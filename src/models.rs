//! Domain model: sources, chat messages, and collection naming.
//!
//! Every ingested source becomes exactly one Qdrant collection whose name is
//! derived here. Naming collisions are the caller's responsibility: two
//! sources mapping to the same name silently merge into one collection.

use chrono::{DateTime, Utc};
use serde::{Deserialize, Serialize};

/// Origin of an ingested source
#[derive(Debug, Clone, Copy, PartialEq, Eq, Serialize, Deserialize)]
#[serde(rename_all = "lowercase")]
pub enum SourceKind {
    File,
    Text,
    Website,
}

impl SourceKind {
    pub fn as_str(&self) -> &'static str {
        match self {
            SourceKind::File => "file",
            SourceKind::Text => "text",
            SourceKind::Website => "website",
        }
    }
}

/// A unit of ingested content. Lives exactly as long as its collection.
#[derive(Debug, Clone, Serialize, Deserialize)]
pub struct Source {
    /// Collection name (doubles as the source identifier)
    pub name: String,
    pub kind: SourceKind,
    pub created_at: DateTime<Utc>,
}

impl Source {
    pub fn new(name: String, kind: SourceKind) -> Self {
        Self {
            name,
            kind,
            created_at: Utc::now(),
        }
    }
}

/// Who produced a chat message
#[derive(Debug, Clone, Copy, PartialEq, Eq, Serialize, Deserialize)]
#[serde(rename_all = "lowercase")]
pub enum Sender {
    User,
    Bot,
}

/// One entry in the (append-only, transient) chat transcript
#[derive(Debug, Clone, Serialize, Deserialize)]
pub struct ChatMessage {
    pub sender: Sender,
    pub text: String,
}

impl ChatMessage {
    pub fn user(text: impl Into<String>) -> Self {
        Self {
            sender: Sender::User,
            text: text.into(),
        }
    }

    pub fn bot(text: impl Into<String>) -> Self {
        Self {
            sender: Sender::Bot,
            text: text.into(),
        }
    }
}

/// How many characters of pasted text feed the collection name.
const TEXT_TITLE_PREFIX_CHARS: usize = 30;

/// Collection name for an uploaded file: the sanitized file name.
pub fn file_collection_name(file_name: &str) -> String {
    sanitize(file_name, |c: char| c.is_ascii_alphanumeric() || "-_.".contains(c))
}

/// Collection name for pasted text: a sanitized prefix of the content plus
/// the submission timestamp, so identical text pasted twice yields distinct
/// collections.
pub fn text_collection_name(text: &str, submitted_at: DateTime<Utc>) -> String {
    let prefix: String = text.chars().take(TEXT_TITLE_PREFIX_CHARS).collect();
    let title = sanitize(&prefix, |c: char| c.is_ascii_alphanumeric());
    format!("{}_{}", title, submitted_at.timestamp())
}

/// Collection name for a website: the URL with its scheme stripped and
/// non-alphanumeric characters replaced. Two URLs differing only in scheme
/// collide by design.
pub fn website_collection_name(url: &str) -> String {
    let without_scheme = match url.split_once("://") {
        Some((_, rest)) => rest,
        None => url,
    };
    sanitize(without_scheme, |c: char| c.is_ascii_alphanumeric())
}

/// Replace every char rejected by `keep` with '_', collapsing runs and
/// trimming the ends.
fn sanitize(input: &str, keep: impl Fn(char) -> bool) -> String {
    let mut out = String::with_capacity(input.len());
    let mut last_was_sep = true;
    for c in input.chars() {
        if keep(c) {
            out.push(c);
            last_was_sep = false;
        } else if !last_was_sep {
            out.push('_');
            last_was_sep = true;
        }
    }
    while out.ends_with('_') {
        out.pop();
    }
    out
}

#[cfg(test)]
mod tests {
    use super::*;
    use chrono::TimeZone;

    #[test]
    fn test_file_name_sanitized() {
        assert_eq!(file_collection_name("report v2.pdf"), "report_v2.pdf");
        assert_eq!(file_collection_name("notes.pdf"), "notes.pdf");
        assert_eq!(file_collection_name("a/b\\c.pdf"), "a_b_c.pdf");
    }

    #[test]
    fn test_text_name_embeds_prefix_and_timestamp() {
        let at = Utc.with_ymd_and_hms(2024, 5, 1, 12, 0, 0).unwrap();
        let name = text_collection_name("Hello world", at);
        assert_eq!(name, format!("Hello_world_{}", at.timestamp()));
    }

    #[test]
    fn test_text_name_distinct_for_identical_text() {
        let first = Utc.with_ymd_and_hms(2024, 5, 1, 12, 0, 0).unwrap();
        let second = Utc.with_ymd_and_hms(2024, 5, 1, 12, 0, 1).unwrap();
        assert_ne!(
            text_collection_name("same text", first),
            text_collection_name("same text", second)
        );
    }

    #[test]
    fn test_text_name_truncates_long_content() {
        let at = Utc.with_ymd_and_hms(2024, 5, 1, 12, 0, 0).unwrap();
        let long = "a".repeat(200);
        let name = text_collection_name(&long, at);
        assert_eq!(name, format!("{}_{}", "a".repeat(30), at.timestamp()));
    }

    #[test]
    fn test_website_name_strips_scheme() {
        assert_eq!(
            website_collection_name("https://example.com/docs"),
            "example_com_docs"
        );
    }

    #[test]
    fn test_website_schemes_collide() {
        // Expected: the scheme carries no identity, so http/https variants
        // of the same URL merge into one collection.
        assert_eq!(
            website_collection_name("http://example.com/docs"),
            website_collection_name("https://example.com/docs")
        );
    }

    #[test]
    fn test_website_distinct_urls_stay_distinct() {
        assert_ne!(
            website_collection_name("https://example.com/docs"),
            website_collection_name("https://example.com/blog")
        );
    }
}
//! In-memory [`VectorStore`] used by tests.
//!
//! Collections live in a `Vec` so listing preserves creation order; search
//! is brute-force cosine similarity.

use super::{ChunkPoint, CollectionInfo, SearchHit, StoredPoint, VectorStore};
use crate::error::{Error, Result};
use async_trait::async_trait;
use std::sync::RwLock;

struct MemoryCollection {
    name: String,
    points: Vec<ChunkPoint>,
}

#[derive(Default)]
pub struct MemoryStore {
    collections: RwLock<Vec<MemoryCollection>>,
}

impl MemoryStore {
    pub fn new() -> Self {
        Self::default()
    }
}

fn cosine_similarity(a: &[f32], b: &[f32]) -> f32 {
    if a.len() != b.len() || a.is_empty() {
        return 0.0;
    }
    let dot: f32 = a.iter().zip(b).map(|(x, y)| x * y).sum();
    let mag_a = a.iter().map(|x| x * x).sum::<f32>().sqrt();
    let mag_b = b.iter().map(|x| x * x).sum::<f32>().sqrt();
    if mag_a < f32::EPSILON || mag_b < f32::EPSILON {
        0.0
    } else {
        dot / (mag_a * mag_b)
    }
}

#[async_trait]
impl VectorStore for MemoryStore {
    async fn list_collections(&self) -> Result<Vec<String>> {
        let collections = self.collections.read().unwrap();
        Ok(collections.iter().map(|c| c.name.clone()).collect())
    }

    async fn create_or_append(&self, collection: &str, points: Vec<ChunkPoint>) -> Result<()> {
        let mut collections = self.collections.write().unwrap();
        match collections.iter_mut().find(|c| c.name == collection) {
            Some(existing) => existing.points.extend(points),
            None => collections.push(MemoryCollection {
                name: collection.to_string(),
                points,
            }),
        }
        Ok(())
    }

    async fn describe(&self, collection: &str) -> Result<Option<CollectionInfo>> {
        let collections = self.collections.read().unwrap();
        Ok(collections
            .iter()
            .find(|c| c.name == collection)
            .map(|c| CollectionInfo {
                status: "Green".to_string(),
                points_count: c.points.len() as u64,
                vector_size: c.points.first().map(|p| p.vector.len() as u64),
            }))
    }

    async fn scroll(&self, collection: &str, limit: u32) -> Result<Vec<StoredPoint>> {
        let collections = self.collections.read().unwrap();
        let found = collections
            .iter()
            .find(|c| c.name == collection)
            .ok_or_else(|| Error::VectorStore(format!("Collection '{}' not found", collection)))?;
        Ok(found
            .points
            .iter()
            .take(limit as usize)
            .map(|p| StoredPoint {
                id: p.id.to_string(),
                payload: p.payload.clone(),
            })
            .collect())
    }

    async fn search(&self, collection: &str, vector: &[f32], k: usize) -> Result<Vec<SearchHit>> {
        let collections = self.collections.read().unwrap();
        let found = collections
            .iter()
            .find(|c| c.name == collection)
            .ok_or_else(|| Error::VectorStore(format!("Collection '{}' not found", collection)))?;

        let mut hits: Vec<SearchHit> = found
            .points
            .iter()
            .map(|p| SearchHit {
                id: p.id.to_string(),
                score: cosine_similarity(vector, &p.vector),
                payload: p.payload.clone(),
            })
            .collect();
        hits.sort_by(|a, b| b.score.partial_cmp(&a.score).unwrap_or(std::cmp::Ordering::Equal));
        hits.truncate(k);
        Ok(hits)
    }

    async fn delete_collection(&self, collection: &str) -> Result<bool> {
        let mut collections = self.collections.write().unwrap();
        let before = collections.len();
        collections.retain(|c| c.name != collection);
        Ok(collections.len() < before)
    }
}

#[cfg(test)]
mod tests {
    use super::*;
    use crate::chunk::Chunk;

    fn point(text: &str, vector: Vec<f32>) -> ChunkPoint {
        let chunk = Chunk {
            text: text.to_string(),
            position: 0,
            overlap: 0,
        };
        ChunkPoint::new(&chunk, vector, "src", "text")
    }

    #[tokio::test]
    async fn test_create_append_list_delete() {
        let store = MemoryStore::new();
        store
            .create_or_append("alpha", vec![point("a", vec![1.0, 0.0])])
            .await
            .unwrap();
        store
            .create_or_append("beta", vec![point("b", vec![0.0, 1.0])])
            .await
            .unwrap();
        store
            .create_or_append("alpha", vec![point("a2", vec![1.0, 1.0])])
            .await
            .unwrap();

        assert_eq!(store.list_collections().await.unwrap(), vec!["alpha", "beta"]);
        assert_eq!(store.describe("alpha").await.unwrap().unwrap().points_count, 2);
        assert!(store.describe("missing").await.unwrap().is_none());

        assert!(store.delete_collection("alpha").await.unwrap());
        assert!(!store.delete_collection("alpha").await.unwrap());
        assert_eq!(store.list_collections().await.unwrap(), vec!["beta"]);
    }

    #[tokio::test]
    async fn test_search_orders_by_similarity_and_truncates() {
        let store = MemoryStore::new();
        store
            .create_or_append(
                "c",
                vec![
                    point("far", vec![0.0, 1.0]),
                    point("near", vec![1.0, 0.1]),
                    point("exact", vec![1.0, 0.0]),
                ],
            )
            .await
            .unwrap();

        let hits = store.search("c", &[1.0, 0.0], 2).await.unwrap();
        assert_eq!(hits.len(), 2);
        assert_eq!(hits[0].payload.text, "exact");
        assert_eq!(hits[1].payload.text, "near");
    }
}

What is required: Copy out each line from the preceding entries that mentions the word "keep".

Solution to this task:
/// Replace every char rejected by `keep` with '_', collapsing runs and
fn sanitize(input: &str, keep: impl Fn(char) -> bool) -> String {
        if keep(c) {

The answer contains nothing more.